Records provided:
※ ※ ※
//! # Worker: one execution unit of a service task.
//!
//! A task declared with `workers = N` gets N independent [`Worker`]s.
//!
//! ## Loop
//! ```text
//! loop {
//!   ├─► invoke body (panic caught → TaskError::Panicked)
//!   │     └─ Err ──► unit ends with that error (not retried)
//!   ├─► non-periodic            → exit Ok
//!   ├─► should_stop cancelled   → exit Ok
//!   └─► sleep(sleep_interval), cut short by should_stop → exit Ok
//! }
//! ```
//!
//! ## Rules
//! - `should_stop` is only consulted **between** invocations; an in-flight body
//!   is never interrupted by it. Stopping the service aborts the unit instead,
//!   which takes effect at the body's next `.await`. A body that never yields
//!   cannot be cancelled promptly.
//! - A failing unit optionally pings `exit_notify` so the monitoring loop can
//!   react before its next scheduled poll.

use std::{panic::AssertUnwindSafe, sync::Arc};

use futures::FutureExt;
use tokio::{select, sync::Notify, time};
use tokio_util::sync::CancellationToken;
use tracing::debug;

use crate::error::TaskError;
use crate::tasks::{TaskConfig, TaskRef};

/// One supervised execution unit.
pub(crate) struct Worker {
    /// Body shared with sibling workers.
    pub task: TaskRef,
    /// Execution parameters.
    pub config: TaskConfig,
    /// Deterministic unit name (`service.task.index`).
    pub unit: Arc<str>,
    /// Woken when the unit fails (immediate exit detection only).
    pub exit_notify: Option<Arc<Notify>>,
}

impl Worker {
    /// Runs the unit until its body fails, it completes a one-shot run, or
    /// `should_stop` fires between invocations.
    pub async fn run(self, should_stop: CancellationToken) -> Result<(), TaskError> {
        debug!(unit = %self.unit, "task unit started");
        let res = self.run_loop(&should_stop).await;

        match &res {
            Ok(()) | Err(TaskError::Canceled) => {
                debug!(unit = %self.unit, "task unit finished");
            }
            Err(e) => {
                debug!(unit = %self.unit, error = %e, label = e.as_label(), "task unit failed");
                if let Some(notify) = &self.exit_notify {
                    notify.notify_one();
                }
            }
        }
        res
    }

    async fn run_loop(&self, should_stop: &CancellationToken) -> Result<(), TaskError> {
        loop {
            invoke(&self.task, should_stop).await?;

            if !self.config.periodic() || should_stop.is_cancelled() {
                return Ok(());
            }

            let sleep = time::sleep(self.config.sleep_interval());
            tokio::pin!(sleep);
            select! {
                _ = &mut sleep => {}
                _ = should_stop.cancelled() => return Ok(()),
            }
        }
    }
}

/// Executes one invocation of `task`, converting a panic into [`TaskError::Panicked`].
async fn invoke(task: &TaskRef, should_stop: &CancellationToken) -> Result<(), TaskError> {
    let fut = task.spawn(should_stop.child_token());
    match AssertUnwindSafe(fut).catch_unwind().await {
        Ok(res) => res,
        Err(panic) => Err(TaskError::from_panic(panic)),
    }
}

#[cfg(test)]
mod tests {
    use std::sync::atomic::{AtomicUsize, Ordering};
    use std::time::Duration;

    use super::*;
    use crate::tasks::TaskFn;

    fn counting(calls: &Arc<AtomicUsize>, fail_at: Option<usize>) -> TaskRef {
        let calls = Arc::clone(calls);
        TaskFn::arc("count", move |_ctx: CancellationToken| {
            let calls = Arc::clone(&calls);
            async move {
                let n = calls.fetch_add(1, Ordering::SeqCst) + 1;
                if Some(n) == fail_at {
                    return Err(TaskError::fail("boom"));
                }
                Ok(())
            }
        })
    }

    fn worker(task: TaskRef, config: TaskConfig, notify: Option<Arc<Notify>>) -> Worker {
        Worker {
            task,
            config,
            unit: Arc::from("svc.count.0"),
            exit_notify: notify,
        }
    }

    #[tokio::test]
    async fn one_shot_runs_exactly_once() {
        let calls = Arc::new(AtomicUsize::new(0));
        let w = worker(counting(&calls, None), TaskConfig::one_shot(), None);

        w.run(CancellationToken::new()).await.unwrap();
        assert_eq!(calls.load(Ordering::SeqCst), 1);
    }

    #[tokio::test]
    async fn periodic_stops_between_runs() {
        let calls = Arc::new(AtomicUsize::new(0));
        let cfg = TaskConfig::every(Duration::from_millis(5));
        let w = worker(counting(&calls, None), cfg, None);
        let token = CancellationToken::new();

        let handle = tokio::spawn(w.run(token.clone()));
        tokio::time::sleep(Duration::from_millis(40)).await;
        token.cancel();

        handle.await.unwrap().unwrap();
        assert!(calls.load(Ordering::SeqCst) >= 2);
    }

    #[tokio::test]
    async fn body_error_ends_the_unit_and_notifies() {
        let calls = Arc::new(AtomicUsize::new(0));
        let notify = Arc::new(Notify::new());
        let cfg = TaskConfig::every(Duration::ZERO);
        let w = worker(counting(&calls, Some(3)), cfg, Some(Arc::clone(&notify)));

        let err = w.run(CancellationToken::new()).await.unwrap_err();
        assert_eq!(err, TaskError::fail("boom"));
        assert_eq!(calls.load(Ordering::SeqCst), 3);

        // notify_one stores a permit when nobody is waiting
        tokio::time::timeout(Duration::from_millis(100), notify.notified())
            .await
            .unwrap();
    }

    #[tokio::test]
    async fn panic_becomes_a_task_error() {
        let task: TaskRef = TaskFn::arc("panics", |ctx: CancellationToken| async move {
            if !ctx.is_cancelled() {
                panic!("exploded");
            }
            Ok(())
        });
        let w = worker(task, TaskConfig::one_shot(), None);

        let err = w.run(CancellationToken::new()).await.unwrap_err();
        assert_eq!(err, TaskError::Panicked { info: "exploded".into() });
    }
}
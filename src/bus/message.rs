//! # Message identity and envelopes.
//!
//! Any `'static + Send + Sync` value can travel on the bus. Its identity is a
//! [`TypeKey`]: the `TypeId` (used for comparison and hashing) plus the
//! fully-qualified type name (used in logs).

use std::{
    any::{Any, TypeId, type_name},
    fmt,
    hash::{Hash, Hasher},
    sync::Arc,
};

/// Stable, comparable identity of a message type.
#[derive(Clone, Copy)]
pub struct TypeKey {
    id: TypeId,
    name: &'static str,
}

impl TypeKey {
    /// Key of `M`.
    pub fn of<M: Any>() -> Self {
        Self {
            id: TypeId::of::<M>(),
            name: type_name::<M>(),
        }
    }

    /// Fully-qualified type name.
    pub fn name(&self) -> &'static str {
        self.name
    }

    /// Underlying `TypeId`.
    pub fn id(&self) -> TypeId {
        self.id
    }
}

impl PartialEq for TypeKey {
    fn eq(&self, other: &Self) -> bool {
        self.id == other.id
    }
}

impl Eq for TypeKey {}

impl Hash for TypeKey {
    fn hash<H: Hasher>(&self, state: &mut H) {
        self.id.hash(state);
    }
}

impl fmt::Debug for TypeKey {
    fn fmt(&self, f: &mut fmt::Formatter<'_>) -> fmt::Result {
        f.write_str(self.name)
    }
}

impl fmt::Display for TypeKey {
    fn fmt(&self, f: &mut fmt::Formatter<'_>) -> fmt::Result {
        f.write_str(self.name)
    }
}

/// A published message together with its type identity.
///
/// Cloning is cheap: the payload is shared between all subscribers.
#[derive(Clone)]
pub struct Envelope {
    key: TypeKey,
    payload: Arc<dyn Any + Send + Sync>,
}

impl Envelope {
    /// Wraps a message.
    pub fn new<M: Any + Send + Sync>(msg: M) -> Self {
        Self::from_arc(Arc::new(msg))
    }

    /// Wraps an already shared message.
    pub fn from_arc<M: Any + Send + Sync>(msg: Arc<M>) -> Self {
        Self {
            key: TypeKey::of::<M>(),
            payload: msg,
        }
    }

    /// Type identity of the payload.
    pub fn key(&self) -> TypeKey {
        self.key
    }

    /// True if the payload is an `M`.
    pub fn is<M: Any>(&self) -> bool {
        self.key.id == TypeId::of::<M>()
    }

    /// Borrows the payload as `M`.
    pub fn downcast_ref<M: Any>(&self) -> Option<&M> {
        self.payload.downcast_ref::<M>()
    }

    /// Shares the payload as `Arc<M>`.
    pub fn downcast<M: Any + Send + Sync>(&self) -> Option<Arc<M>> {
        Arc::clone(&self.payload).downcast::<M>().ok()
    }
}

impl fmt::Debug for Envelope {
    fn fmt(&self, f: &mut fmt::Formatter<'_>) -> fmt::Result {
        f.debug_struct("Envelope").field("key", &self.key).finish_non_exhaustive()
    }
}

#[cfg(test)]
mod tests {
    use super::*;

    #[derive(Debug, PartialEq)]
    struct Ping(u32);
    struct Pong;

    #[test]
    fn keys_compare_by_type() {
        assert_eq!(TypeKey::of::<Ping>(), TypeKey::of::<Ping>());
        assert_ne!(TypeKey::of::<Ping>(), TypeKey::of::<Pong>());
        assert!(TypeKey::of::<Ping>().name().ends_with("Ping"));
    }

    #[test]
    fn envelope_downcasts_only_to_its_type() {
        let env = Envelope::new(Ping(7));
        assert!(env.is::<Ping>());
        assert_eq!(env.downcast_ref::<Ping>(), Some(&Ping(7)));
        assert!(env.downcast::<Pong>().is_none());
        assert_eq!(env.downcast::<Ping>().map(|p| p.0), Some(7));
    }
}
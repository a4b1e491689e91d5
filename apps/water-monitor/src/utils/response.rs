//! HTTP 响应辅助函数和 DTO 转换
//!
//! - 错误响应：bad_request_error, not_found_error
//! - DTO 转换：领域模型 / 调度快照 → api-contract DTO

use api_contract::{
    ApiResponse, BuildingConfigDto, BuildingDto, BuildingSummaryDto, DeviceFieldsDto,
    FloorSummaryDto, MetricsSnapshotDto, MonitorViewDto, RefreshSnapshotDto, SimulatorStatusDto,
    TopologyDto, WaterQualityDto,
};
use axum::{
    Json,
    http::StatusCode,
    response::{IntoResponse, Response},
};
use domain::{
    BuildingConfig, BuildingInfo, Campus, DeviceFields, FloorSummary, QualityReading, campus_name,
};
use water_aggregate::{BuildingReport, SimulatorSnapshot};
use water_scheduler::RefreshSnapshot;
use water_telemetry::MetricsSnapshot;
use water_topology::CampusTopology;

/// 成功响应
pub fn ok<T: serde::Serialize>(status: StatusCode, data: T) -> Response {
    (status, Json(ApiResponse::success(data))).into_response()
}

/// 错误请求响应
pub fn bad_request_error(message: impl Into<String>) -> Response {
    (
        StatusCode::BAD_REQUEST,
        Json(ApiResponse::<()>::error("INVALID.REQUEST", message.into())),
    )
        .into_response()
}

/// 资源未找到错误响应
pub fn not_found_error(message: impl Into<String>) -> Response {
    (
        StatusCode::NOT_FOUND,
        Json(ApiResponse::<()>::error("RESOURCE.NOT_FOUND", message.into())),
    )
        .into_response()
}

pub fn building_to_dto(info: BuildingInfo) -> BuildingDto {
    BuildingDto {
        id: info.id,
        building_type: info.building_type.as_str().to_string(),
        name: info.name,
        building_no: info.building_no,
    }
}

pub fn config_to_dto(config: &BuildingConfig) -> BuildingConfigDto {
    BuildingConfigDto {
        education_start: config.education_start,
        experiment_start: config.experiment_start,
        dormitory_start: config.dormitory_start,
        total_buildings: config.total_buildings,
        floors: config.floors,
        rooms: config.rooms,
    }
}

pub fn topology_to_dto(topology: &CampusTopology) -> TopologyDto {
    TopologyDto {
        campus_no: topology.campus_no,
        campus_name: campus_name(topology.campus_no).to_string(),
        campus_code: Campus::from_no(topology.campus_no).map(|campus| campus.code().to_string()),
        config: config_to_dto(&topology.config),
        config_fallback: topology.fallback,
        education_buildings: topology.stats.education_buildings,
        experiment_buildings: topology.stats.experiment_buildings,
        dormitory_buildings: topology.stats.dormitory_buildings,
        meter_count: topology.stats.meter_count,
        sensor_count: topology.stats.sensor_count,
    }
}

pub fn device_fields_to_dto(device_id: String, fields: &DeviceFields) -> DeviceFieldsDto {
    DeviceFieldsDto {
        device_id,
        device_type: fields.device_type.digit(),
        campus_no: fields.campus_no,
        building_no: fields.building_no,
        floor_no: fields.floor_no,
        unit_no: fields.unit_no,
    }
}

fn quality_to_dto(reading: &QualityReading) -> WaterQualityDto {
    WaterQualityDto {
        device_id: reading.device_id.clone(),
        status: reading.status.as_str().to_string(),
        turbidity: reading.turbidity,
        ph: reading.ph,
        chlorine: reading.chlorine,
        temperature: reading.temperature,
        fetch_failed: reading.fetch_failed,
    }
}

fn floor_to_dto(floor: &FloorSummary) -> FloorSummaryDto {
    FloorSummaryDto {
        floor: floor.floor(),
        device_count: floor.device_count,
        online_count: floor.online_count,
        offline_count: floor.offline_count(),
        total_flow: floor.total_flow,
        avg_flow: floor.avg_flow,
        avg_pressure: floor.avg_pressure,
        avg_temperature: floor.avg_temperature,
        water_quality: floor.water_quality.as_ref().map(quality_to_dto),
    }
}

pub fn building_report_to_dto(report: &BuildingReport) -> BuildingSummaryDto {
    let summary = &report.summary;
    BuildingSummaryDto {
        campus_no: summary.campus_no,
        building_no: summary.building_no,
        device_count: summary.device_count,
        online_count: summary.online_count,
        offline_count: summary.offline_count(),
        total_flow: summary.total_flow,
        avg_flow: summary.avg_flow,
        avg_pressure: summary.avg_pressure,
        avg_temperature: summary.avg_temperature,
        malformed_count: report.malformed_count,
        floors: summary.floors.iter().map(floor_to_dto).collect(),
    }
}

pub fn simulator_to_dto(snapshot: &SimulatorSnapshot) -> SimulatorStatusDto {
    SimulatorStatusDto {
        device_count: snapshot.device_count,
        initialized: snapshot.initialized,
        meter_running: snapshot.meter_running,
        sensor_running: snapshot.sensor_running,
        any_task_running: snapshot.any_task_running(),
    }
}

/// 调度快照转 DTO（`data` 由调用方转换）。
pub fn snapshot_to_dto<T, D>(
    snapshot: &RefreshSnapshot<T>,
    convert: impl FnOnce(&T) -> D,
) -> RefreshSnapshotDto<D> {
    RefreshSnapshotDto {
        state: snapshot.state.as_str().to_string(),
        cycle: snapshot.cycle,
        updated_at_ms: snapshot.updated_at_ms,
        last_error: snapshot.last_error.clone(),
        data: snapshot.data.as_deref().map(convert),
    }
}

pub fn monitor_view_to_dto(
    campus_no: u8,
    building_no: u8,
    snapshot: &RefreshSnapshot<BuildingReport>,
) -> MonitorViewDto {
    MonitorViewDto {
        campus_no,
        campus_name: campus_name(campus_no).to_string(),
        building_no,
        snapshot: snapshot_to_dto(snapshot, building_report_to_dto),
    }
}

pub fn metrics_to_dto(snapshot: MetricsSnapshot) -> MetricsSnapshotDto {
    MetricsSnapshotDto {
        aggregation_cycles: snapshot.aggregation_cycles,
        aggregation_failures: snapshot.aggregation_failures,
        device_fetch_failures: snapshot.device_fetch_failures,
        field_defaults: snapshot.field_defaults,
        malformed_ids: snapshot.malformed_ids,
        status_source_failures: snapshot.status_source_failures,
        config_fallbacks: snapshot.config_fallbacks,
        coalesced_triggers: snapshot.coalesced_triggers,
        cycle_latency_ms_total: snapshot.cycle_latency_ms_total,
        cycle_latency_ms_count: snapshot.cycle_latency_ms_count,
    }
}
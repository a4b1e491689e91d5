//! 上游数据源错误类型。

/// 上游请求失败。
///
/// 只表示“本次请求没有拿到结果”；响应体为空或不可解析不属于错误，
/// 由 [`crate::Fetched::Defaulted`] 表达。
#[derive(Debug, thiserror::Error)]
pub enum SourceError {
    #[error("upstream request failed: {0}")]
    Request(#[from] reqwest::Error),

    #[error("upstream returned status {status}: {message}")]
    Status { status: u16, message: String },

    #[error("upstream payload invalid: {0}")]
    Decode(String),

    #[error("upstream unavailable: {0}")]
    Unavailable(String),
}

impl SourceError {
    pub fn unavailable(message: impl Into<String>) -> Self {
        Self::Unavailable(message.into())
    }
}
※ ※ ※
Problem requirements: Scan the material above for "FloorSummaryDto". Copy every line where it appears.

Answer space:
    FloorSummaryDto, MetricsSnapshotDto, MonitorViewDto, RefreshSnapshotDto, SimulatorStatusDto,
fn floor_to_dto(floor: &FloorSummary) -> FloorSummaryDto {
    FloorSummaryDto {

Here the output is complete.